Well - yeah. It wasn't so fun. I'm not even kidding myself here. My GPA is taking a hit, and I'm going to have to be a big girl and deal with it. I am going to have to learn to cope with imperfection at some point, and I suppose it's better here and now than later in medical school, or when I'm practicing or something. But it's been... a tough and stressful quarter. I set high standards for myself because those amazing successes used to make people so proud of me. But then the high standards weren't something to be proud of anymore - they were just something to be expected - and if you outdid yourself, that's when you got praised. But eventually you hit the ceiling and there's no higher that you can push. They don't give better grades than the ones I've gotten since I was in 7th grade. And for the longest time I let that define me - I let it define my self worth. I wasn't the best volleyball player (I'm still not), I wasn't the funniest, or the best artist or the most musically gifted - but I was really really really smart and did what nobody else could. I was perfect when it came to academics. And now I'm on the verge of losing it - and I'm going to have to convince myself that doesn't make me worthless. Which I know. Deep deep down I know. But... It's still traumatic.

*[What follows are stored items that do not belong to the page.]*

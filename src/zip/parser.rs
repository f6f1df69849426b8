//! Central directory parsing.
//!
//! Opening an archive runs a fixed sequence of stages, each reading only the
//! bytes it needs from the source:
//! 1. Detect an optional CRX prefix at offset 0.
//! 2. Scan the last `tail_size` bytes for the EOCD signature.
//! 3. Decode the EOCD, following the ZIP64 locator when counts or offsets
//!    are saturated.
//! 4. Read the archive comment.
//! 5. Walk the central directory one record at a time.
//!
//! Any failure aborts the open; there is no partially usable directory.

use std::sync::Arc;

use anyhow::{Context, Result};
use tracing::debug;

use crate::error::ZipError;
use crate::io::ReadAt;

use super::cp437;
use super::extra::{self, Saturated};
use super::pull::PullStream;
use super::structures::*;

/// Settings applied when opening an archive
#[derive(Debug, Clone)]
pub struct OpenOptions {
    /// Bytes at the end of the source scanned for the EOCD signature.
    /// Archives with long comments need a larger window.
    pub tail_size: u64,
    /// Slack added to every entry's initial read window.
    pub padding: u64,
    /// Look for a CRX prefix before the archive.
    pub crx: bool,
    /// Bound on local header retries per entry stream.
    pub max_header_retries: u32,
}

impl Default for OpenOptions {
    fn default() -> Self {
        Self {
            tail_size: 80,
            padding: 1000,
            crx: true,
            max_header_retries: 3,
        }
    }
}

impl OpenOptions {
    pub fn tail_size(mut self, tail_size: u64) -> Self {
        self.tail_size = tail_size;
        self
    }

    pub fn padding(mut self, padding: u64) -> Self {
        self.padding = padding;
        self
    }

    pub fn crx(mut self, crx: bool) -> Self {
        self.crx = crx;
        self
    }

    pub fn max_header_retries(mut self, retries: u32) -> Self {
        self.max_header_retries = retries;
        self
    }
}

/// Archive-level facts gathered while opening
#[derive(Debug, Clone)]
pub struct ArchiveInfo {
    pub source_size: u64,
    pub eocd_offset: u64,
    /// Already shifted by any CRX prefix.
    pub cd_offset: u64,
    pub cd_size: u64,
    pub record_count: u64,
    pub comment: String,
    pub crx: Option<CrxHeader>,
    pub zip64: bool,
}

impl ArchiveInfo {
    /// Length of the CRX prefix, zero for plain archives.
    pub fn prefix_len(&self) -> u64 {
        self.crx.as_ref().map_or(0, |crx| crx.size)
    }
}

/// Location and contents of the End of Central Directory record.
struct EocdLocation {
    record: EndOfCentralDirectory,
    offset: u64,
    comment: String,
}

/// Low-level ZIP file parser.
///
/// Generic over the reader type to support local files, buffers and HTTP
/// sources. Typically used through [`ZipArchive`](super::ZipArchive).
pub struct ZipParser<R: ReadAt> {
    reader: Arc<R>,
    size: u64,
    options: OpenOptions,
}

impl<R: ReadAt + 'static> ZipParser<R> {
    pub fn new(reader: Arc<R>, options: OpenOptions) -> Self {
        let size = reader.size();
        Self {
            reader,
            size,
            options,
        }
    }

    fn pull_stream(&self, offset: u64, length: Option<u64>) -> PullStream {
        PullStream::new(self.reader.clone().stream(offset, length))
    }

    /// Parse the CRX prefix if the source starts with the `Cr24` magic.
    pub async fn read_crx_header(&self) -> Result<Option<CrxHeader>> {
        if self.size < 4 + CrxPrelude::SIZE as u64 {
            return Ok(None);
        }

        let mut head = self.pull_stream(0, Some(4 + CrxPrelude::SIZE as u64));
        let magic = head.pull(4).await?;
        if u32::from_le_bytes([magic[0], magic[1], magic[2], magic[3]]) != CRX_MAGIC {
            return Ok(None);
        }

        let prelude = CrxPrelude::from_bytes(&head.pull(CrxPrelude::SIZE).await?)?;
        let body_len = prelude.public_key_len as u64 + prelude.signature_len as u64;
        let mut body = self.pull_stream(4 + CrxPrelude::SIZE as u64, Some(body_len));
        let bytes = body.pull(body_len as usize).await.context("truncated CRX header")?;
        let header = prelude.into_header(&bytes)?;

        debug!(version = header.version, prefix = header.size, "CRX prefix");
        Ok(Some(header))
    }

    /// Find and parse the End of Central Directory record in the tail
    /// window, plus the archive comment that follows it.
    async fn find_eocd(&self) -> Result<EocdLocation> {
        let tail_len = self.options.tail_size.min(self.size);
        let tail_start = self.size - tail_len;
        let mut tail = self.pull_stream(tail_start, None);

        if tail
            .pull_until(EndOfCentralDirectory::SIGNATURE, false)
            .await?
            .is_none()
        {
            return Err(ZipError::SignatureNotFound.into());
        }
        let offset = tail_start + tail.last_match().unwrap_or_default();

        let record = EndOfCentralDirectory::from_bytes(&tail.pull(EndOfCentralDirectory::SIZE).await?)?;

        let comment = if record.comment_len > 0 {
            let raw = tail.pull(record.comment_len as usize).await?;
            String::from_utf8_lossy(&raw).into_owned()
        } else {
            String::new()
        };

        debug!(offset, records = record.total_entries, "end of central directory");
        Ok(EocdLocation {
            record,
            offset,
            comment,
        })
    }

    /// Follow the ZIP64 locator that sits right before the EOCD.
    pub async fn read_zip64_eocd(&self, eocd_offset: u64, prefix: u64) -> Result<Zip64EOCD> {
        let size = Zip64EOCDLocator::SIZE as u64;
        let Some(locator_offset) = eocd_offset.checked_sub(size) else {
            return Err(ZipError::Zip64SignatureMismatch {
                record: "zip64 end of central directory locator",
                expected: ZIP64_LOCATOR_SIGNATURE,
                found: 0,
            }
            .into());
        };

        let mut stream = self.pull_stream(locator_offset, Some(size));
        let locator = Zip64EOCDLocator::from_bytes(&stream.pull(Zip64EOCDLocator::SIZE).await?)?;

        let record_offset = shifted(
            locator.eocd64_offset,
            prefix,
            "zip64 end of central directory",
        )?;
        let mut stream = self.pull_stream(record_offset, Some(Zip64EOCD::MIN_SIZE as u64));
        let record = Zip64EOCD::from_bytes(&stream.pull(Zip64EOCD::MIN_SIZE).await?)?;

        debug!(
            offset = record_offset,
            records = record.total_entries,
            "zip64 end of central directory"
        );
        Ok(record)
    }

    /// Run the archive-level stages: CRX prefix, EOCD, ZIP64, comment.
    pub async fn read_archive_info(&self) -> Result<ArchiveInfo> {
        let crx = if self.options.crx {
            self.read_crx_header().await?
        } else {
            None
        };
        let prefix = crx.as_ref().map_or(0, |c| c.size);

        let eocd = self.find_eocd().await?;

        let (cd_offset, cd_size, record_count, zip64) = if eocd.record.is_zip64() {
            let eocd64 = self.read_zip64_eocd(eocd.offset, prefix).await?;
            (
                shifted(eocd64.cd_offset, prefix, "central directory")?,
                eocd64.cd_size,
                eocd64.total_entries,
                true,
            )
        } else {
            (
                shifted(eocd.record.cd_offset as u64, prefix, "central directory")?,
                eocd.record.cd_size as u64,
                eocd.record.total_entries as u64,
                false,
            )
        };

        Ok(ArchiveInfo {
            source_size: self.size,
            eocd_offset: eocd.offset,
            cd_offset,
            cd_size,
            record_count,
            comment: eocd.comment,
            crx,
            zip64,
        })
    }

    /// Sequential reader over the central directory records.
    pub fn records(&self, info: &ArchiveInfo) -> CentralDirectoryRecords {
        CentralDirectoryRecords {
            stream: self.pull_stream(info.cd_offset, None),
            remaining: info.record_count,
            prefix: info.prefix_len(),
        }
    }
}

/// Move an archive-relative offset past the CRX prefix.
fn shifted(offset: u64, prefix: u64, record: &'static str) -> Result<u64> {
    offset
        .checked_add(prefix)
        .ok_or_else(|| ZipError::OffsetOverflow { record }.into())
}

/// Yields central directory records in directory order.
pub struct CentralDirectoryRecords {
    stream: PullStream,
    remaining: u64,
    prefix: u64,
}

impl CentralDirectoryRecords {
    /// Parse the next record: the fixed 46 bytes, then name, extra field
    /// and comment.
    pub async fn next_record(&mut self) -> Result<Option<ZipFileEntry>> {
        if self.remaining == 0 {
            self.stream.close();
            return Ok(None);
        }

        let fixed = self.stream.pull(CentralDirectoryHeader::SIZE).await?;
        let header = CentralDirectoryHeader::from_bytes(&fixed)?;
        let raw_name = self.stream.pull(header.file_name_length as usize).await?;
        let raw_extra = self.stream.pull(header.extra_field_length as usize).await?;
        let raw_comment = self.stream.pull(header.file_comment_length as usize).await?;

        self.remaining -= 1;
        build_entry(header, raw_name, &raw_extra, &raw_comment, self.prefix).map(Some)
    }
}

fn build_entry(
    header: CentralDirectoryHeader,
    raw_name: Vec<u8>,
    raw_extra: &[u8],
    raw_comment: &[u8],
    prefix: u64,
) -> Result<ZipFileEntry> {
    let utf8 = header.flags & FLAG_UTF8 != 0;

    let extra = extra::parse(
        raw_extra,
        Saturated::new(
            header.uncompressed_size,
            header.compressed_size,
            header.lfh_offset,
            header.disk_number_start,
        ),
    );

    let mut compressed_size = header.compressed_size as u64;
    let mut uncompressed_size = header.uncompressed_size as u64;
    let mut lfh_offset = header.lfh_offset as u64;
    if let Some(zip64) = extra::zip64(&extra) {
        uncompressed_size = zip64.uncompressed_size.unwrap_or(uncompressed_size);
        compressed_size = zip64.compressed_size.unwrap_or(compressed_size);
        lfh_offset = zip64.lfh_offset.unwrap_or(lfh_offset);
    }

    let path = match extra::unicode_path(&extra, &raw_name) {
        Some(name) => name.to_string(),
        None => cp437::decode_text(&raw_name, utf8),
    };

    let entry_type = if uncompressed_size == 0 && (path.ends_with('/') || path.ends_with('\\')) {
        EntryType::Directory
    } else {
        EntryType::File
    };

    Ok(ZipFileEntry {
        path,
        raw_path: raw_name,
        entry_type,
        version_made_by: header.version_made_by,
        version_needed: header.version_needed,
        flags: header.flags,
        compression_method: CompressionMethod::from_u16(header.compression_method),
        compressed_size,
        uncompressed_size,
        crc32: header.crc32,
        last_mod_time: header.last_mod_time,
        last_mod_date: header.last_mod_date,
        last_modified: DosDateTime::from_dos(header.last_mod_date, header.last_mod_time),
        lfh_offset: shifted(lfh_offset, prefix, "local file header")?,
        file_name_length: header.file_name_length,
        extra_field_length: header.extra_field_length,
        internal_attrs: header.internal_attrs,
        external_attrs: header.external_attrs,
        extra,
        comment: cp437::decode_text(raw_comment, utf8),
    })
}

Relationships with the parents are more strained than ever because.... well the most recent one is that I'm... reluctant to return to their place for the entire holiday - which they... well at least my mother... was expecting me to do, and when I tried to explain that I was really more comfortable in my own apartment - well... the fight ensues like it always does. And I hate it. I don't want to hurt my mother - but staying with them... it makes me uncomfortable now that I'm out on my own. Being there dredges up bad memories that I'd rather forget. But to my mother it's me being selfish - and while there are a number of responses I have to that - my mother doesn't want to hear any of them. Sigh. I think we're both stubborn in the same ways - but with different opinions, and it makes for a bad combination. It's funny. Sometimes I think my parents have a coin they flip where one of them gets to be the rational one, and the other one gets to be the *bad* parent. My dad's actually been really helpful supporting me on the: A) telling my mother I'm agnostic and really would feel uncomfortable going to mass; and b) dealing with the... imperfection issues, and my mother calling me selfish and useless.
And I haven't had the time to draw anything in FOREVER.
So I've been down. I actually finished school last tuesday. I went to my lab, checked on my cells, then went home and slept. A lot. Used the rest of the week to try and relax, but ended up getting in above fight with my mother. So I apologize for ignoring everyone. I've been... really busy, stressed out, overworked, etc.
But I have off until the first week of January - so I'm making the most of it while I can. I've definitely had a lot of things that I wanted to finish - and I'm slowly working on them. Of course, once January starts - I'm probably going to disappear again. I'm taking differential equations, honors secondary metabolisim and genetics (biochemistry II), neurobiology/lab, history of concepts of the body in 19th and 20th century america, and computational methods in neuroscience. Yeah. I have a bit of a death wish here. But all of the classes except for dif-eq are only offered this quarter, so I have to take them now - or wait another year. It sucks like that.
On a brighter note: I've been selected as one of my university's first students to complete a specialization in computational neuroscience. This program was sponsored by the NIH (so I'm getting paid to do it!) and will have me working on some really cool stuff.
I also started helping out in Nuclear Medicine here - and I've really enjoyed it. It's funny - but radiology is something I could really see myself doing. If I want to be a bit of a lab rat - I can do that. Most of the MDs here also have their PhDs and do research. If I want to talk to patients - I can do that too. Plus it's a lot of analysis of graphics - which I 'm totally good at
Anyways - that's what's been up. I'll hopefully be around a lot more in the next weeks so I'll try to get back to everyone - maybe get on IM sometime...
Hope all is well with you.
Oh and music of the week is definitely Kelly Clarkson's Stronger. If you haven't heard it I definitely recommend giving it a listen.